The {targets} R package user manual (original) (raw)

Introduction

Pipeline tools coordinate the pieces of computationally demanding analysis projects. The targets package is a Make-like pipeline tool for statistics and data science in R. The package skips costly runtime for tasks that are already up to date, orchestrates the necessary computation with implicit parallel computing, and abstracts files as R objects. If all the current output matches the current upstream code and data, then the whole pipeline is up to date, and the results are more trustworthy than otherwise.

Motivation

Data analysis can be slow. A round of scientific computation can take several minutes, hours, or even days to complete. After it finishes, if you update your code or data, your hard-earned results may no longer be valid. Unchecked, this invalidation creates chronic Sisyphean loop:

  1. Launch the code.
  2. Wait while it runs.
  3. Discover an issue.
  4. Restart from scratch.

Pipeline tools

Pipeline tools like GNU Make break the cycle. They watch the dependency graph of the whole workflow and skip steps, or “targets”, whose code, data, and upstream dependencies have not changed since the last run of the pipeline. When all targets are up to date, this is evidence that the results match the underlying code and data, which helps us trust the results and confirm the computation is reproducible.
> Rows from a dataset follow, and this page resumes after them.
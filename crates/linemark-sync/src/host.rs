//! Seams to the surrounding editor: version retrieval, document editing and
//! annotation rendering.

use std::fmt;
use std::ops::Range;
use std::path::{Path, PathBuf};
use std::sync::Arc;

use linemark_core::{DiffBlock, LinemarkError};

/// Identity of one editor view.
#[derive(Debug, Clone, Copy, PartialEq, Eq, Hash, PartialOrd, Ord)]
pub struct EditorId(pub u64);

/// Identity of one live document. Several editors may show the same document.
#[derive(Debug, Clone, Copy, PartialEq, Eq, Hash, PartialOrd, Ord)]
pub struct DocumentId(pub u64);

/// Opaque handle to an annotation created by an [`AnnotationHost`].
#[derive(Debug, Clone, Copy, PartialEq, Eq, Hash, PartialOrd, Ord)]
pub struct AnnotationHandle(pub u64);

impl fmt::Display for EditorId {
    fn fmt(&self, f: &mut fmt::Formatter<'_>) -> fmt::Result {
        write!(f, "editor#{}", self.0)
    }
}

impl fmt::Display for DocumentId {
    fn fmt(&self, f: &mut fmt::Formatter<'_>) -> fmt::Result {
        write!(f, "doc#{}", self.0)
    }
}

/// Identity of a file as understood by a [`VersionProvider`].
///
/// # Examples
///
/// ```
/// use linemark_sync::FileId;
///
/// let file = FileId::new("src/lib.rs");
/// assert_eq!(file.to_string(), "src/lib.rs");
/// ```
#[derive(Debug, Clone, PartialEq, Eq, Hash, PartialOrd, Ord)]
pub struct FileId(PathBuf);

impl FileId {
    pub fn new(path: impl Into<PathBuf>) -> Self {
        Self(path.into())
    }

    pub fn path(&self) -> &Path {
        &self.0
    }
}

impl fmt::Display for FileId {
    fn fmt(&self, f: &mut fmt::Formatter<'_>) -> fmt::Result {
        write!(f, "{}", self.0.display())
    }
}

/// Supplies the two versions of a file that get diffed.
///
/// Implementations may block (disk, git), so callers run them off the
/// confined editor context.
pub trait VersionProvider: Send + Sync {
    /// Whether the file has a baseline at all.
    fn is_tracked(&self, file: &FileId) -> bool;

    /// The reference version, e.g. the last committed snapshot.
    fn baseline_content(&self, file: &FileId) -> Option<String>;

    /// The live version.
    fn current_content(&self, file: &FileId) -> Option<String>;
}

impl<T: VersionProvider + ?Sized> VersionProvider for Arc<T> {
    fn is_tracked(&self, file: &FileId) -> bool {
        (**self).is_tracked(file)
    }

    fn baseline_content(&self, file: &FileId) -> Option<String> {
        (**self).baseline_content(file)
    }

    fn current_content(&self, file: &FileId) -> Option<String> {
        (**self).current_content(file)
    }
}

/// The editing surface. Offsets are character offsets into the document.
///
/// `line_count` follows the usual editor convention: text ending in a line
/// terminator has one more, empty, line after it.
pub trait EditorHost {
    fn line_count(&self, doc: DocumentId) -> usize;

    /// Offset of the first character of `line`, or `None` past the last line.
    fn line_start_offset(&self, doc: DocumentId, line: usize) -> Option<usize>;

    fn text_length(&self, doc: DocumentId) -> usize;

    /// Text between two offsets, or `None` if the range is invalid.
    fn slice(&self, doc: DocumentId, range: Range<usize>) -> Option<String>;

    /// Replace `range` with `text` as one undoable transaction.
    ///
    /// # Errors
    ///
    /// Returns [`LinemarkError::Mutation`] if the edit was not committed; the
    /// document must then be unchanged.
    fn replace_range(
        &mut self,
        doc: DocumentId,
        range: Range<usize>,
        text: &str,
    ) -> Result<(), LinemarkError>;

    /// Revert the most recent transaction. Returns `false` if there was none.
    fn undo(&mut self, doc: DocumentId) -> bool;
}

/// The rendering surface for anchored markers.
pub trait AnnotationHost {
    /// Anchor a marker for `block` over `range` in `editor`.
    ///
    /// # Errors
    ///
    /// Returns an error if the surface refuses the range.
    fn add_annotation(
        &mut self,
        editor: EditorId,
        range: Range<usize>,
        block: &DiffBlock,
    ) -> Result<AnnotationHandle, LinemarkError>;

    fn remove_annotation(&mut self, editor: EditorId, handle: AnnotationHandle);

    /// The span the marker covers now, after any anchor tracking the host does.
    fn annotation_range(&self, editor: EditorId, handle: AnnotationHandle) -> Option<Range<usize>>;
}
Unlike most pipeline tools, which are language agnostic or Python-focused, the targets package allows data scientists and researchers to work entirely within R. targets implicitly nudges users toward a clean, function-oriented programming style that fits the intent of the R language and helps practitioners maintain their data analysis projects.

About this manual

This manual is a step-by-step user guide to targets. The most important chapters are the walkthrough, help guide, and debugging guide. Subsequent chapters explain how to write code, manage projects, utilize high-performance computing, transition from drake, and more. See the documentation website for most other major resources, including installation instructions, links to example projects, and a reference page with all user-side functions.

What about drake?

The drake is an older R-focused pipeline tool, and targets is drake’s long-term successor. There is a special chapter to explain why targets was created, what this means for drake’s future, advice for drake users transitioning to targets, and the main technical advantages of targets over drake.